I’ve often been known to use my smile to cover my vulnerabilities. Lots of positive talk. A bounce in my step. I wonder if anyone would even think I don’t have an awesome life? I mean, I do. It’s just that when it’s less than awesome, I wonder if anyone can see past my facade. Ironically, sometimes I even cover up my own feelings/struggles by helping others with theirs and neglecting my own…yeah, I know. I promise that’s not what I’m doing while writing this post. PROMISE 🙂

Sometimes in life, you just hope that someone will reach out and ask, “Are you OK?”

Just check in with you and take the fear away.

Well, they asked me if I’m OK so they must want the answer. Maybe it’s OK to tell them the truth. Maybe they don’t see my feelings as a burden after all.
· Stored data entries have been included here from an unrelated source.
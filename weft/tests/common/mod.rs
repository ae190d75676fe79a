//! Shared fixtures: hand-built invocations standing in for the interception
//! substrate, modeled on a small service with one method per result shape.

#![allow(dead_code)]

use std::sync::{Arc, Mutex};
use std::time::{Duration, SystemTime};
use weft::testing::InvocationCounter;
use weft::{Deferred, Interceptor, Invocation, ReturnType, ReturnValue};

/// Events sink shared between interceptors and proceed closures.
pub type Sink = Arc<Mutex<Vec<String>>>;

/// Create an empty event sink.
pub fn sink() -> Sink {
    Arc::new(Mutex::new(Vec::new()))
}

/// Push a marker into a sink.
pub fn record(sink: &Sink, event: impl Into<String>) {
    sink.lock().unwrap().push(event.into());
}

/// An interceptor with both hooks left at their defaults.
pub struct DefaultInterceptor;

impl Interceptor for DefaultInterceptor {}

/// `design(layers: u32) -> String` — the synchronous shape.
pub fn design(layers: u32, counter: InvocationCounter) -> Invocation {
    Invocation::builder("design", ReturnType::of::<String>())
        .arg("layers", layers)
        .build(move || {
            counter.increment();
            Ok(ReturnValue::sync(format!("designing {layers} layers")))
        })
}

/// Like [`design`], but the body also records a `body` marker.
pub fn design_recorded(layers: u32, events: Sink) -> Invocation {
    Invocation::builder("design", ReturnType::of::<String>())
        .arg("layers", layers)
        .build(move || {
            record(&events, "body");
            Ok(ReturnValue::sync(format!("designing {layers} layers")))
        })
}

/// `log() -> Deferred` — the deferred-no-value shape. The body suspends
/// briefly before completing, so ordering tests catch an after hook that runs
/// too early.
pub fn log(events: Sink) -> Invocation {
    Invocation::builder("log", ReturnType::of::<Deferred>()).build(move || {
        Ok(Deferred::new(async move {
            tokio::time::sleep(Duration::from_millis(5)).await;
            record(&events, "body");
            Ok(())
        })
        .into())
    })
}

/// `log()` whose body fails after suspending.
pub fn failing_log() -> Invocation {
    Invocation::builder("log", ReturnType::of::<Deferred>()).build(|| {
        Ok(Deferred::<()>::new(async {
            tokio::time::sleep(Duration::from_millis(1)).await;
            Err("log backend unavailable".into())
        })
        .into())
    })
}

/// `get_time() -> Deferred<SystemTime>` — the deferred-with-value shape.
pub fn get_time(counter: InvocationCounter) -> Invocation {
    Invocation::builder("get_time", ReturnType::of::<Deferred<SystemTime>>()).build(move || {
        Ok(Deferred::new(async move {
            tokio::time::sleep(Duration::from_millis(1)).await;
            counter.increment();
            Ok(SystemTime::now())
        })
        .into())
    })
}

/// `get_time()` whose body fails after suspending.
pub fn failing_get_time() -> Invocation {
    Invocation::builder("get_time", ReturnType::of::<Deferred<SystemTime>>()).build(|| {
        Ok(Deferred::<SystemTime>::new(async {
            tokio::time::sleep(Duration::from_millis(1)).await;
            Err("clock drift".into())
        })
        .into())
    })
}

/// A generic deferred-with-value invocation resolving to `value`.
pub fn deferred_value_of<T>(name: &'static str, value: T) -> Invocation
where
    T: std::any::Any + Send,
{
    Invocation::builder(name, ReturnType::of::<Deferred<T>>())
        .build(move || Ok(Deferred::ready(value).into()))
}
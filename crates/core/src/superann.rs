//! Superannuation guarantee calculation.

use rust_decimal::Decimal;
use rust_decimal_macros::dec;

use payrun_shared::types::round_currency;

/// Calculates the employer superannuation contribution on a gross
/// amount.
///
/// `rate_percent` is a percentage (e.g. 11.5). Negative gross produces
/// negative output; callers are responsible for validating inputs
/// upstream.
#[must_use]
pub fn calculate_super(gross_amount: Decimal, rate_percent: Decimal) -> Decimal {
    round_currency(gross_amount * rate_percent / dec!(100))
}
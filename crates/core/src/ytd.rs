//! Financial-year-to-date aggregation.

use chrono::{DateTime, NaiveTime, Utc};
use rust_decimal::Decimal;
use serde::{Deserialize, Serialize};

use payrun_shared::types::EmployeeId;

use crate::fiscal::fy_start;
use crate::payrun::PayrollItem;

/// Year-to-date totals for one employee.
#[derive(Debug, Clone, Copy, Default, PartialEq, Eq, Serialize, Deserialize)]
pub struct YtdTotals {
    /// YTD gross pay.
    pub gross: Decimal,
    /// YTD PAYG withholding.
    pub tax: Decimal,
    /// YTD employer super contributions.
    pub super_contribution: Decimal,
}

impl YtdTotals {
    /// All-zero totals.
    pub const ZERO: Self = Self {
        gross: Decimal::ZERO,
        tax: Decimal::ZERO,
        super_contribution: Decimal::ZERO,
    };
}

/// Sums an employee's payroll items from the start of the Australian
/// financial year containing `as_of` up to `as_of` itself.
///
/// Item history is fetched through `lookup` so the aggregation stays
/// free of store dependencies. A lookup failure degrades to zero
/// totals with a warning rather than aborting the caller's workflow;
/// STP generation tolerates missing history by design.
pub fn calculate_ytd<F, E>(employee_id: EmployeeId, as_of: DateTime<Utc>, lookup: F) -> YtdTotals
where
    F: Fn(EmployeeId) -> Result<Vec<PayrollItem>, E>,
    E: std::fmt::Display,
{
    let items = match lookup(employee_id) {
        Ok(items) => items,
        Err(err) => {
            tracing::warn!(
                employee_id = %employee_id,
                error = %err,
                "payroll item lookup failed; using zero YTD totals"
            );
            return YtdTotals::ZERO;
        }
    };

    let window_start = fy_start(as_of.date_naive())
        .and_time(NaiveTime::MIN)
        .and_utc();

    items
        .iter()
        .filter(|item| item.created_at >= window_start && item.created_at <= as_of)
        .fold(YtdTotals::ZERO, |acc, item| YtdTotals {
            gross: acc.gross + item.gross,
            tax: acc.tax + item.tax,
            super_contribution: acc.super_contribution + item.super_contribution,
        })
}

#[cfg(test)]
mod tests {
    use super::*;
    use chrono::TimeZone;
    use rust_decimal_macros::dec;
    use std::convert::Infallible;

    use payrun_shared::types::{PayrollItemId, PayrollRunId};

    fn item_at(ts: DateTime<Utc>, gross: Decimal, tax: Decimal, sup: Decimal) -> PayrollItem {
        PayrollItem {
            id: PayrollItemId::new(),
            payroll_run_id: PayrollRunId::new(),
            employee_id: EmployeeId::new(),
            gross,
            tax,
            super_contribution: sup,
            net: gross - tax,
            created_at: ts,
        }
    }

    #[test]
    fn test_sums_items_within_financial_year() {
        let as_of = Utc.with_ymd_and_hms(2026, 1, 15, 10, 0, 0).unwrap();
        let items = vec![
            // Prior financial year, excluded.
            item_at(
                Utc.with_ymd_and_hms(2025, 6, 20, 0, 0, 0).unwrap(),
                dec!(3000),
                dec!(668.33),
                dec!(345),
            ),
            // In window.
            item_at(
                Utc.with_ymd_and_hms(2025, 7, 14, 0, 0, 0).unwrap(),
                dec!(3000),
                dec!(668.33),
                dec!(345),
            ),
            item_at(
                Utc.with_ymd_and_hms(2025, 12, 1, 0, 0, 0).unwrap(),
                dec!(3000),
                dec!(668.33),
                dec!(345),
            ),
            // After as_of, excluded.
            item_at(
                Utc.with_ymd_and_hms(2026, 2, 1, 0, 0, 0).unwrap(),
                dec!(3000),
                dec!(668.33),
                dec!(345),
            ),
        ];

        let totals = calculate_ytd(EmployeeId::new(), as_of, |_| {
            Ok::<_, Infallible>(items.clone())
        });
        assert_eq!(totals.gross, dec!(6000));
        assert_eq!(totals.tax, dec!(1336.66));
        assert_eq!(totals.super_contribution, dec!(690));
    }

    #[test]
    fn test_july_first_item_included() {
        let as_of = Utc.with_ymd_and_hms(2025, 7, 2, 0, 0, 0).unwrap();
        let items = vec![item_at(
            Utc.with_ymd_and_hms(2025, 7, 1, 0, 0, 0).unwrap(),
            dec!(1500),
            dec!(334.17),
            dec!(172.50),
        )];
        let totals = calculate_ytd(EmployeeId::new(), as_of, |_| {
            Ok::<_, Infallible>(items.clone())
        });
        assert_eq!(totals.gross, dec!(1500));
    }

    #[test]
    fn test_lookup_failure_degrades_to_zero() {
        let as_of = Utc.with_ymd_and_hms(2026, 1, 15, 0, 0, 0).unwrap();
        let totals = calculate_ytd(EmployeeId::new(), as_of, |_| {
            Err::<Vec<PayrollItem>, _>("store unavailable")
        });
        assert_eq!(totals, YtdTotals::ZERO);
    }

    #[test]
    fn test_no_items_is_zero() {
        let as_of = Utc.with_ymd_and_hms(2026, 1, 15, 0, 0, 0).unwrap();
        let totals = calculate_ytd(EmployeeId::new(), as_of, |_| Ok::<_, Infallible>(vec![]));
        assert_eq!(totals, YtdTotals::ZERO);
    }
}
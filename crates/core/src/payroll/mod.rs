//! Per-employee payroll calculation.
//!
//! Combines the tax engine and superannuation calculator into one
//! gross/tax/super/net result for a pay period, with the contractor
//! branch applied before either.

pub mod service;
pub mod types;

#[cfg(test)]
mod service_props;

pub use service::PayrollService;
pub use types::{PayrollBreakdown, PayrollInput};
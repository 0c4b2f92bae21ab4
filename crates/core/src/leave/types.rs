//! Leave domain types.

use chrono::{DateTime, Utc};
use rust_decimal::Decimal;
use serde::{Deserialize, Serialize};

use payrun_shared::types::{EmployeeId, LeaveTransactionId, PayrollRunId};

/// Category of leave being accrued or taken.
#[derive(Debug, Clone, Copy, PartialEq, Eq, Hash, Serialize, Deserialize)]
#[serde(rename_all = "snake_case")]
pub enum LeaveCategory {
    /// Annual (recreation) leave.
    Annual,
    /// Sick leave.
    Sick,
    /// Personal/carer's leave.
    Personal,
    /// Long service leave.
    LongService,
}

impl LeaveCategory {
    /// Returns the string representation of the category.
    #[must_use]
    pub fn as_str(&self) -> &'static str {
        match self {
            Self::Annual => "annual",
            Self::Sick => "sick",
            Self::Personal => "personal",
            Self::LongService => "long_service",
        }
    }

    /// Parses a category from a string.
    pub fn parse(s: &str) -> Option<Self> {
        match s.to_lowercase().as_str() {
            "annual" => Some(Self::Annual),
            "sick" => Some(Self::Sick),
            "personal" => Some(Self::Personal),
            "long_service" => Some(Self::LongService),
            _ => None,
        }
    }
}

impl std::fmt::Display for LeaveCategory {
    fn fmt(&self, f: &mut std::fmt::Formatter<'_>) -> std::fmt::Result {
        write!(f, "{}", self.as_str())
    }
}

/// Kind of movement recorded in the leave ledger.
#[derive(Debug, Clone, Copy, PartialEq, Eq, Serialize, Deserialize)]
#[serde(rename_all = "snake_case")]
pub enum LeaveTransactionKind {
    /// Periodic accrual credited by a pay run.
    Accrual,
    /// Leave taken by the employee.
    Taken,
    /// Manual balance adjustment.
    Adjustment,
    /// Balance paid out (e.g. on termination).
    Payout,
    /// Balance carried over between years.
    Carryover,
}

/// Current leave balances for an employee, in hours.
#[derive(Debug, Clone, Copy, Default, Serialize, Deserialize)]
pub struct LeaveBalances {
    /// Annual leave hours.
    pub annual_hours: Decimal,
    /// Sick leave hours.
    pub sick_hours: Decimal,
    /// Personal/carer's leave hours.
    pub personal_hours: Decimal,
    /// Long service leave hours.
    pub long_service_hours: Decimal,
}

impl LeaveBalances {
    /// Returns the balance for a category.
    #[must_use]
    pub fn balance(&self, category: LeaveCategory) -> Decimal {
        match category {
            LeaveCategory::Annual => self.annual_hours,
            LeaveCategory::Sick => self.sick_hours,
            LeaveCategory::Personal => self.personal_hours,
            LeaveCategory::LongService => self.long_service_hours,
        }
    }
}

/// An immutable leave ledger entry.
///
/// `balance_after` always equals the previous balance plus
/// `hours_delta`; ledger entries are never mutated once written.
#[derive(Debug, Clone, Serialize, Deserialize)]
pub struct LeaveTransaction {
    /// Unique identifier.
    pub id: LeaveTransactionId,
    /// Employee this movement belongs to.
    pub employee_id: EmployeeId,
    /// Kind of movement.
    pub kind: LeaveTransactionKind,
    /// Leave category affected.
    pub category: LeaveCategory,
    /// Signed hours delta.
    pub hours_delta: Decimal,
    /// Balance after applying the delta.
    pub balance_after: Decimal,
    /// Pay run that produced this movement, when applicable.
    pub payroll_run_id: Option<PayrollRunId>,
    /// Free-form reference.
    pub reference: Option<String>,
    /// When the movement was recorded.
    pub created_at: DateTime<Utc>,
}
It can feel like such a relief – like you’re able to breathe out again. It can be the start of a rewarding journey back to yourself (or the rest of the world) or it can resolve the horrible feeling of a problem eating away at you. Perhaps when the burden is shared, it lessens.

September 12 (that’s tomorrow) is R U OK Day. It’s something I really believe in and I am so glad it exists. Here’s the little blurb directly from the website:

What is the R U OK? Foundation?

The R U OK? Foundation is a not-for-profit organisation dedicated to encouraging all people to regularly and meaningfully ask ‘are you ok?’ to support those struggling with life.

R U OK?Day is our national day of action on the second Thursday of September (12 September 2013), and dedicated to reminding people to regularly check in with family and friends. We also have Resources for You to use throughout the year to help you ask ‘are you ok?’ regularly of family, friends and colleagues.

You can visit the website here – you can find advice on how to ask someone if they’re OK as well as inspirational stories about people who dared to ask the question – and those who had the courage to answer them.

You just don’t know if you might be saving a life, by asking such a simple, compassionate question.

While R U OK Day might only be one day, it can inspire you to think about how to ask those you care about how they are throughout the year. I know that this campaign has given me the courage to ask the question many a time where in the past I might have chickened out. What if it’s none of my business? What if I’m intruding? What if I’ve imagined this person’s struggle in my head and I’m going to make a fool of myself? What if asking the question makes the other person run away from me? What if…I get a truly honest, heartbreaking answer and I don’t know what to do about it?

The R U OK Foundation says we just need to listen without judgement – we don’t need to fix everything or have all the answers. Starting the conversation in the first place can be very valuable.

I promise that the times I’ve had to dig deep to take the step of asking someone if they were OK, I have never regretted it. Just listen to your gut – if it’s telling you to ask because you truly care – and don’t ignore it. That person might have needed you to ask that very day. So, you get knocked back? That person still knows you care, even if they’re in too much pain (or even denial) to realise right away.

I have not been asked to promote R U OK Day (although would be very open to it in the future) and have nothing to gain by posting about it. It truly is something that I believe will make the world of difference to someone who is struggling. I’m sure we can all relate on some level as either the ‘asker’ or the ‘answerer’. While I have quoted the R U OK Day Foundation on this post (as clearly as possible), the opinions in it are mine only and I speak from personal experience.

I want my readers (regular or first time visitors) to know that I really do care about your well being.

So I’ll ask the question, which I mean from the bottom of my heart and truly care for the answer.

Are you OK? What’s happening for you right now? How are you feeling?

You can privately message me on Facebook, email me, DM me on Twitter or leave a comment on this post (you may use an anonymous username if you prefer – your email address is never published). Anything you tell me privately will not be shared and will not be judged. I just want you to know that I’m listening.

I hope that you will ask the question tomorrow too. It could be the start of a very important conversation.